Certainly I have found the mutual sharing to be a comfort at times. Before I gave birth I was aware that the baby blues were to be expected in the first few days postpartum. I wasn’t worried; I generally didn’t get hormonal swings, and anyway “baby blues” almost sounds cute. I imagined shedding a few tears on day three perhaps. So, I was very much taken aback by the emotional overwhelm I experienced for the first week. In one voice note I told a friend how difficult it was to persuade my husband that no, there was “absolutely nothing wrong. I’m in floods of tears multiple times a day and there isn’t a problem you can solve rationally. It’s just hormones“. She told me how she lost it when her partner came to visit the maternity ward and talked about Trump in front of the precious new baby – too perfect for this world. She felt distraught that her little baby boy would be exposed to such grim news. Baby blues for me was like taking a cork out of a bottle and releasing an overflowing joy, terror, guilt cycle. Listening to her describing her own ‘madness’, I was in tears with laughter. I felt less alone in that moment.

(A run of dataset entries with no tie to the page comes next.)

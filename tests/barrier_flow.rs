//! End-to-end barrier lifecycle against an on-disk database.

use std::path::Path;
use std::sync::Arc;

use sealbase::{Barrier, BarrierError, KeyStore, KeyTier, StaticUnsealProvider};
use sealbase_crypto::peek_key_id;
use uuid::Uuid;

fn open_store(path: &Path) -> Arc<KeyStore> {
    Arc::new(KeyStore::open(path).unwrap())
}

#[test]
fn unseal_bootstraps_and_round_trips() {
    let dir = tempfile::tempdir().unwrap();
    let path = dir.path().join("keys.db");
    let provider = StaticUnsealProvider::generate().unwrap();

    let barrier = Barrier::unseal(open_store(&path), &provider).unwrap();
    let ciphertext = barrier.encrypt(b"account secret").unwrap();
    assert_ne!(ciphertext, b"account secret");
    assert_eq!(barrier.decrypt(&ciphertext).unwrap(), b"account secret");
}

#[test]
fn reopen_with_same_kek_reads_old_ciphertext() {
    let dir = tempfile::tempdir().unwrap();
    let path = dir.path().join("keys.db");
    let provider = StaticUnsealProvider::generate().unwrap();

    let ciphertext = {
        let barrier = Barrier::unseal(open_store(&path), &provider).unwrap();
        barrier.encrypt(b"survives restart").unwrap()
    };

    let barrier = Barrier::unseal(open_store(&path), &provider).unwrap();
    assert_eq!(barrier.decrypt(&ciphertext).unwrap(), b"survives restart");
}

#[test]
fn wrong_kek_fails_unseal() {
    let dir = tempfile::tempdir().unwrap();
    let path = dir.path().join("keys.db");

    let provider = StaticUnsealProvider::generate().unwrap();
    Barrier::unseal(open_store(&path), &provider).unwrap();

    let wrong = StaticUnsealProvider::new(provider.id(), &[7u8; 32]).unwrap();
    let err = Barrier::unseal(open_store(&path), &wrong).err().unwrap();
    assert!(matches!(err, BarrierError::UnsealFailure(_)), "{err}");
}

#[test]
fn full_tier_rotation_preserves_old_ciphertext() {
    let dir = tempfile::tempdir().unwrap();
    let path = dir.path().join("keys.db");
    let provider = StaticUnsealProvider::generate().unwrap();
    let barrier = Barrier::unseal(open_store(&path), &provider).unwrap();

    let before = barrier.encrypt(b"pre-rotation").unwrap();
    let old_key_id = peek_key_id(&before).unwrap();

    barrier.rotate(KeyTier::Content).unwrap();
    barrier.rotate(KeyTier::Intermediate).unwrap();
    barrier.rotate(KeyTier::Root).unwrap();

    let after = barrier.encrypt(b"post-rotation").unwrap();
    assert_ne!(peek_key_id(&after).unwrap(), old_key_id);

    assert_eq!(barrier.decrypt(&before).unwrap(), b"pre-rotation");
    assert_eq!(barrier.decrypt(&after).unwrap(), b"post-rotation");

    // And the whole chain still opens after a restart.
    let barrier = Barrier::unseal(open_store(&path), &provider).unwrap();
    assert_eq!(barrier.decrypt(&before).unwrap(), b"pre-rotation");
}

#[test]
fn ciphertext_with_unknown_key_id_is_rejected() {
    let dir = tempfile::tempdir().unwrap();
    let path = dir.path().join("keys.db");
    let provider = StaticUnsealProvider::generate().unwrap();
    let barrier = Barrier::unseal(open_store(&path), &provider).unwrap();

    let mut ciphertext = barrier.encrypt(b"payload").unwrap();
    // Overwrite the embedded key id with one that was never issued.
    ciphertext[2..18].copy_from_slice(Uuid::new_v4().as_bytes());
    let err = barrier.decrypt(&ciphertext).unwrap_err();
    assert!(matches!(err, BarrierError::UnknownKey { .. }), "{err}");
}
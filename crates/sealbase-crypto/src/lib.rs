pub mod base64url;
pub mod envelope;
pub mod error;
pub mod keygen;
pub mod signing;

pub use base64url::{base64url_decode, base64url_encode};
pub use envelope::{
    open, peek_alg, peek_key_id, seal, EnvelopeAlg, ENVELOPE_HEADER_LEN, ENVELOPE_VERSION, IV_LEN,
    TAG_LEN,
};
pub use error::CryptoError;
pub use keygen::{generate_key, random_bytes};
pub use signing::{
    export_private_key_jwk, generate_p256_key, import_private_key_jwk, sign, verify,
};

There is an intimacy to voice notes that grows when you’re in regular contact – exchanging experiences in confidence and sharing things you might never talk about in person. I now know some friends in a deeper way having been the modern equivalent of pen pals for the second half of 2021. O’Keeffe recognises another value of the technology; the practical element – we can chat hands-free at our convenience. He also sees the voice note as a type of gift or offering; that we can touch one another with our words, and he believes “that is in our marrow as Irish people”. Since we have begun to socialise more freely I have noticed the frequency of voice note exchanges dropping off slightly, but still there are little flurries of contact now and then. I recently went to a baby sensory exploration class. I chatted to other mums as our babies rubbed custard into their hair. And I regularly meet friends who are on maternity leave for walks or coffee It’s good for the soul and it invigorates me. You can’t beat real human contact, of course. But whenever I feel the need, I know I can still open my phone to record a 12-minute message about nappy absorbency and Carrie Bradshaw.